Expression of Ptch within the healing zone of the injured stomach. A, Immunofluorescence staining using an anti-Ptch and anti-TGFα antibodies of stomach sections collected from a control mouse 5 days after acetic acid-induced injury. Ptch expression (green) colocalized with TGFα-positive (red) UACL at the ulcer margin and within the granulation tissue. Higher magnification is shown in B. C, β-Galactosidase activity in the gastric mucosa of control mice 5 days after the acetic acid-induce injury using the heterozygote B61(29-Ptch1tm1Mps/J Ptch reporter mice). X-gal staining demonstrating Ptch1 expression shown within the mesenchyme (D), at the ulcer margin (E) and within the granulation tissue (F).

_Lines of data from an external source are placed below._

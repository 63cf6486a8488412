use axum::{
    extract::rejection::{FormRejection, PathRejection, QueryRejection, RawFormRejection},
    http::StatusCode,
    response::{IntoResponse, Redirect, Response},
};
use sqlx::Error as SqlxError;
use thiserror::Error as ThisError;
use tracing::{error, warn};

use crate::views;

#[derive(Debug, ThisError)]
pub enum DeskError {
    #[error("{0}")]
    Validation(String),

    #[error("{0}")]
    Unauthorized(String),

    #[error("{0}")]
    Conflict(String),

    #[error("{0}")]
    NotFound(String),

    #[error(transparent)]
    Provider(#[from] ProviderError),

    #[error("Database error: {0}")]
    Database(#[from] SqlxError),

    #[error("JSON error: {0}")]
    Json(#[from] serde_json::Error),

    #[error("Password hashing error: {0}")]
    PasswordHash(String),

    #[error("Configuration error: {0}")]
    Config(#[from] Box<figment::Error>),

    #[error("IO error: {0}")]
    Io(#[from] std::io::Error),
}

impl DeskError {
    pub fn unauthorized() -> Self {
        DeskError::Unauthorized("not authenticated".to_string())
    }

    fn status(&self) -> StatusCode {
        match self {
            DeskError::Validation(_) => StatusCode::BAD_REQUEST,
            DeskError::Unauthorized(_) => StatusCode::SEE_OTHER,
            DeskError::Conflict(_) => StatusCode::CONFLICT,
            DeskError::NotFound(_) => StatusCode::NOT_FOUND,
            DeskError::Provider(ProviderError::Network(_)) => StatusCode::GATEWAY_TIMEOUT,
            DeskError::Provider(_) => StatusCode::BAD_GATEWAY,
            DeskError::Database(_)
            | DeskError::Json(_)
            | DeskError::PasswordHash(_)
            | DeskError::Config(_)
            | DeskError::Io(_) => StatusCode::INTERNAL_SERVER_ERROR,
        }
    }
}

impl IntoResponse for DeskError {
    fn into_response(self) -> Response {
        let status = self.status();
        let message = match &self {
            DeskError::Unauthorized(reason) => {
                warn!(reason = %reason, "unauthenticated request redirected to login");
                return Redirect::to("/").into_response();
            }
            DeskError::Validation(msg) | DeskError::Conflict(msg) | DeskError::NotFound(msg) => {
                msg.clone()
            }
            DeskError::Provider(ProviderError::Authentication(_)) => {
                "The DNS provider rejected the API key for this account.".to_string()
            }
            DeskError::Provider(ProviderError::Network(_)) => {
                "The DNS provider could not be reached.".to_string()
            }
            DeskError::Provider(e) => format!("DNS provider error: {e}"),
            DeskError::Database(_)
            | DeskError::Json(_)
            | DeskError::PasswordHash(_)
            | DeskError::Config(_)
            | DeskError::Io(_) => {
                error!(error = %self, "internal error while handling request");
                "An internal server error occurred.".to_string()
            }
        };
        (status, views::error_page(status, &message)).into_response()
    }
}

macro_rules! rejection_as_validation {
    ($($rejection:ty),* $(,)?) => {
        $(
            impl From<$rejection> for DeskError {
                fn from(rejection: $rejection) -> Self {
                    DeskError::Validation(rejection.body_text())
                }
            }
        )*
    };
}

rejection_as_validation!(FormRejection, PathRejection, QueryRejection, RawFormRejection);

/// Failures surfaced by the remote DNS provider client.
#[derive(Debug, Clone, ThisError)]
pub enum ProviderError {
    /// The provider refused the API key (HTTP 401/403).
    #[error("authentication failed: {0}")]
    Authentication(String),

    /// Connection failure, timeout, or truncated body.
    #[error("network error: {0}")]
    Network(String),

    #[error("not found: {0}")]
    NotFound(String),

    /// Any other non-success status reported by the provider.
    #[error("provider returned {status}: {message}")]
    Remote { status: u16, message: String },

    /// The request could not be built, or the response could not be decoded.
    #[error("unexpected provider exchange: {0}")]
    Parse(String),
}

impl From<reqwest::Error> for ProviderError {
    fn from(e: reqwest::Error) -> Self {
        if e.is_builder() || e.is_decode() {
            ProviderError::Parse(e.to_string())
        } else {
            ProviderError::Network(e.to_string())
        }
    }
}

G, qRT-PCR was performed using RNA collected from the ulcer margin and granulation tissue using LCM. Data are expressed as the mean ± SEM relative to day 1 with three to four mice per time point. *, P < .05 compared with day 1; #, P < .05 compared with days 4 and 5.

Figure 5.

Changes in circulating Shh concentrations and ulcer sizes in control and PC-ShhKO parabionts. A, Changes in circulating Shh concentrations in blood collected from control and PC-ShhKO mice at 0, 1, 2, 3, 4, 5, and 7 days after acetic acid-induced injury. Data are expressed as the mean ± SEM with three to five mice per time point. *, P < .05 compared with control day 0. B, Design of the parabiosis experiments using control (CON) and PC-ShhKO (KO) parabionts. Surgery was performed to pair control and PC-ShhKO mice to establish a common circulation. An incision was made to expose the abdominal cavity wall and skin was pulled away from the muscle layer. C, A small incision was made below the diaphragm of each mouse, and the muscle layer of the two abdominal cavities were sutured together to form an opening between the abdominal cavities of each mouse. D, Wound clips were used to attach the skin between the two mice. E, Abdominal cavities were fused 14 days after parabiosis surgery. F, Ulcer size 7 days after the injury in control (CON) and PC-ShhKO (KO) parabionts in which both control and PC-ShhKO mice received an ulcer or parabionts in which only PC-ShhKO mice received ulcers. G, Shh concentration in plasma collected from control (CON) and PC-ShhKO (KO) parabionts. Data are expressed as the mean ± SEM with three to five pairs. *, P < .05 compared with parabionts with ulcers in both control and PC-ShhKO mice.

Figure 6.

Changes in ulcer size in PC-ShhKO mice infused with exogenous Shh. A, Changes in circulating Shh concentrations in PC-ShhKO mice infused with either PBS or rmShh for 7 days after acetic acid-induced injury. B, Gross morphology of stomachs collected from PBS or rmShh infused PC-ShhKO mice. Arrows indicate ulcerated area. C, Changes in PC-ShhKO mouse ulcer size in response to either PBS or rmShh infusion for 7 days after acetic acid-induced injury. D, Gross morphology of stomachs collected from IgG or anti-Shh antibody-injected control mice. Arrows indicate ulcerated area. E, Changes in control mouse ulcer size in response to either IgG or anti-Shh antibody injections for 7 days after acetic acid-induced injury. Data are expressed as the mean ± SEM with five eight mice per group. *, P < .05 compared with PBS-infused or IgG-injected mice. F, Changes in Gli1 expression in Hedgehog-responsive cell line C3H10T1/2 in response to serum collected from either IgG- or anti-Shh antibody-injected control mice. *, P < .05 compared with no treatment (NT) (n = 5 serum samples collected from individual mice).

Figure 7.

Expression of cytokine and growth factors in ulcerated stomachs of controls and PC-ShhKO mice. Expression of MIP-1α, MIP-2, IL-6, IL-1β, VEGF, and TGFβ using a Luminex multiplex-based assay in control (A–F) and PC-ShhKO (G–L) mouse stomachs collected 1, 2, 3, 4, 5, and 7 days after ulcer induction. n = 4–8 mice/time point.